■ RECORDS PROVIDED:
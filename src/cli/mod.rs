//! CLI subcommand handlers extracted from `main.rs`.
//!
//! Keeps `main.rs` slim: clap parsing stays there, heavy logic lives here.

use std::io::IsTerminal;

use anyhow::Context;
use tracing::{info, warn};

use crate::agent::ChatAgent;
use crate::config::Config;
use crate::console::StdConsole;
use crate::credentials::{mask_key, CredentialError, CredentialStore};
use crate::models::{OpenAIProvider, ProviderManager};
use crate::repl::Session;
use crate::session::TranscriptStore;
use crate::system_message::SystemMessageStore;

// ── Key menu ─────────────────────────────────────────────────────────────────

/// One entry of the interactive key menu.
#[derive(Debug, Clone, Copy, PartialEq, Eq)]
pub enum KeyMenuAction {
    /// Use the key at this zero-based index.
    Use(usize),
    Add,
    Delete,
    Edit,
    Done,
}

impl KeyMenuAction {
    /// Map a selected menu row to its action.  Rows are the keys in order,
    /// followed by add / delete / edit / done.
    pub fn from_row(row: usize, key_count: usize) -> Option<Self> {
        if row < key_count {
            return Some(Self::Use(row));
        }
        match row - key_count {
            0 => Some(Self::Add),
            1 => Some(Self::Delete),
            2 => Some(Self::Edit),
            3 => Some(Self::Done),
            _ => None,
        }
    }
}

fn require_tty(what: &str) -> anyhow::Result<()> {
    if !std::io::stdin().is_terminal() {
        anyhow::bail!("{what} requires an interactive terminal (use `keys add` to store a key)");
    }
    Ok(())
}

fn prompt_secret(prompt: &str) -> anyhow::Result<String> {
    dialoguer::Password::new()
        .with_prompt(prompt)
        .interact()
        .context("failed to read API key")
}

fn pick_row(prompt: &str, keys: &[String]) -> anyhow::Result<usize> {
    let items: Vec<String> = keys.iter().map(|k| mask_key(k)).collect();
    dialoguer::Select::new()
        .with_prompt(prompt)
        .items(&items)
        .default(0)
        .interact()
        .context("selection cancelled")
}

/// Return the stored keys, prompting for a first key when none exist.
pub fn load_or_prompt_keys(store: &CredentialStore) -> anyhow::Result<Vec<String>> {
    let keys = store.load()?;
    if !keys.is_empty() {
        return Ok(keys);
    }

    require_tty("entering an API key")?;
    println!(
        "No API key found in {}. Enter a new one.",
        store.path().display()
    );
    loop {
        let key = prompt_secret("OpenAI API key")?;
        match store.add(&key) {
            Ok(keys) => return Ok(keys),
            Err(CredentialError::Store(e)) => return Err(e),
            Err(e) => println!("  {e}"),
        }
    }
}

/// Interactive key menu: pick a key, or add / delete / edit stored keys.
///
/// Choosing *done* falls back to the first stored key.
pub fn select_api_key(store: &CredentialStore) -> anyhow::Result<String> {
    require_tty("the key menu")?;

    loop {
        let keys = store.load()?;
        let mut items: Vec<String> = keys.iter().map(|k| mask_key(k)).collect();
        items.extend(
            ["Add a key", "Delete a key", "Edit a key", "Done"]
                .iter()
                .map(|s| s.to_string()),
        );

        println!();
        let row = dialoguer::Select::new()
            .with_prompt("Available API keys")
            .items(&items)
            .default(0)
            .interact()
            .context("key selection cancelled")?;

        let result = match KeyMenuAction::from_row(row, keys.len()) {
            Some(KeyMenuAction::Use(i)) => return Ok(keys[i].clone()),
            Some(KeyMenuAction::Add) => {
                let key = prompt_secret("New API key")?;
                store.add(&key).map(|_| ())
            }
            Some(KeyMenuAction::Delete) if !keys.is_empty() => {
                let i = pick_row("Key to delete", &keys)?;
                store.delete(i).map(|_| ())
            }
            Some(KeyMenuAction::Edit) if !keys.is_empty() => {
                let i = pick_row("Key to edit", &keys)?;
                let key = prompt_secret("New value")?;
                store.edit(i, &key)
            }
            Some(KeyMenuAction::Done) | None => {
                return keys
                    .into_iter()
                    .next()
                    .ok_or_else(|| anyhow::anyhow!("no API key available"));
            }
            Some(_) => {
                println!("  No keys stored.");
                Ok(())
            }
        };

        match result {
            Ok(()) => {}
            Err(CredentialError::Store(e)) => return Err(e),
            Err(e) => println!("  {e}"),
        }
    }
}

/// Resolve a 1-based `--key-index` against the stored keys.
pub fn key_by_number(keys: &[String], number: usize) -> Result<String, CredentialError> {
    number
        .checked_sub(1)
        .and_then(|i| keys.get(i))
        .cloned()
        .ok_or(CredentialError::IndexOutOfRange {
            index: number.saturating_sub(1),
            len: keys.len(),
        })
}

fn number_to_index(number: usize) -> anyhow::Result<usize> {
    number
        .checked_sub(1)
        .ok_or_else(|| anyhow::anyhow!("key numbers start at 1"))
}

// ── Non-interactive key management ───────────────────────────────────────────

pub fn keys_list(cfg: &Config) -> anyhow::Result<()> {
    let keys = CredentialStore::new(&cfg.env_file).load()?;
    if keys.is_empty() {
        println!("No API keys stored in {}.", cfg.env_file.display());
        return Ok(());
    }
    for (i, key) in keys.iter().enumerate() {
        println!("{:>3}. {}", i + 1, mask_key(key));
    }
    Ok(())
}

pub fn keys_add(cfg: &Config, key: Option<String>) -> anyhow::Result<()> {
    let store = CredentialStore::new(&cfg.env_file);
    let key = match key {
        Some(k) => k,
        None => {
            require_tty("reading a key")?;
            prompt_secret("New API key")?
        }
    };
    let keys = store.add(&key)?;
    println!("Key added as #{}.", keys.len());
    Ok(())
}

pub fn keys_remove(cfg: &Config, number: usize) -> anyhow::Result<()> {
    let store = CredentialStore::new(&cfg.env_file);
    let removed = store.delete(number_to_index(number)?)?;
    println!("Removed key #{number} ({}).", mask_key(&removed));
    Ok(())
}

pub fn keys_edit(cfg: &Config, number: usize, key: Option<String>) -> anyhow::Result<()> {
    let store = CredentialStore::new(&cfg.env_file);
    let index = number_to_index(number)?;
    let key = match key {
        Some(k) => k,
        None => {
            require_tty("reading a key")?;
            prompt_secret("New value")?
        }
    };
    store.edit(index, &key)?;
    println!("Key #{number} updated.");
    Ok(())
}

// ── System message ───────────────────────────────────────────────────────────

pub fn system_show(cfg: &Config) -> anyhow::Result<()> {
    let message = SystemMessageStore::new(&cfg.env_file).load()?;
    if message.is_empty() {
        println!("(no system message)");
    } else {
        println!("{message}");
    }
    Ok(())
}

pub fn system_set(cfg: &Config, message: &str) -> anyhow::Result<()> {
    SystemMessageStore::new(&cfg.env_file).replace(message)?;
    println!("System message saved.");
    Ok(())
}

pub fn system_append(cfg: &Config, addition: &str) -> anyhow::Result<()> {
    let message = SystemMessageStore::new(&cfg.env_file).append(addition)?;
    println!("System message is now:\n{message}");
    Ok(())
}

// ── Transcript ───────────────────────────────────────────────────────────────

pub async fn transcript_show(cfg: &Config, last_only: bool) -> anyhow::Result<()> {
    let store = TranscriptStore::new(&cfg.transcript_file);
    let turns = if last_only {
        store.last_turn().await?
    } else {
        store.load().await?
    };
    if turns.is_empty() {
        println!("No saved conversation in {}.", cfg.transcript_file.display());
        return Ok(());
    }
    for turn in &turns {
        println!("[{}] {}", turn.role, turn.content);
    }
    Ok(())
}

// ── Interactive session ──────────────────────────────────────────────────────

/// Resolve the API key, build the agent, and run the menu loop until the
/// user exits or presses Ctrl-C.
pub async fn run_session(cfg: &Config, key_number: Option<usize>) -> anyhow::Result<()> {
    let credentials = CredentialStore::new(&cfg.env_file);
    let keys = load_or_prompt_keys(&credentials)?;
    let api_key = match key_number {
        Some(n) => key_by_number(&keys, n)?,
        None if keys.len() > 1 => select_api_key(&credentials)?,
        None => keys[0].clone(),
    };

    let provider = OpenAIProvider::with_config(api_key, cfg.endpoint.clone(), cfg.model.clone())?;
    let provider = ProviderManager::new(Box::new(provider), cfg.max_retries);

    let system_messages = SystemMessageStore::new(&cfg.env_file);
    let agent = ChatAgent::new(provider, system_messages.load()?);

    let mut session = Session::new(
        agent,
        TranscriptStore::new(&cfg.transcript_file),
        system_messages,
    )
    .with_quit_token(cfg.quit_token.clone());

    info!(model = %cfg.model, endpoint = %cfg.endpoint, "session starting");

    let interrupt = async {
        if let Err(e) = tokio::signal::ctrl_c().await {
            warn!(error = %e, "cannot listen for Ctrl-C");
            std::future::pending::<()>().await;
        }
    };

    let mut console = StdConsole::new();
    let outcome = session.run_until(&mut console, interrupt).await?;
    info!(?outcome, turns = session.transcript().len(), "session finished");
    Ok(())
}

■ WHAT YOU HAVE TO DO:
Look through the entries above and copy each line that has "info" in it.

■ WRITTEN REPLY:
use tracing::{info, warn};
    info!(model = %cfg.model, endpoint = %cfg.endpoint, "session starting");
    info!(?outcome, turns = session.transcript().len(), "session finished");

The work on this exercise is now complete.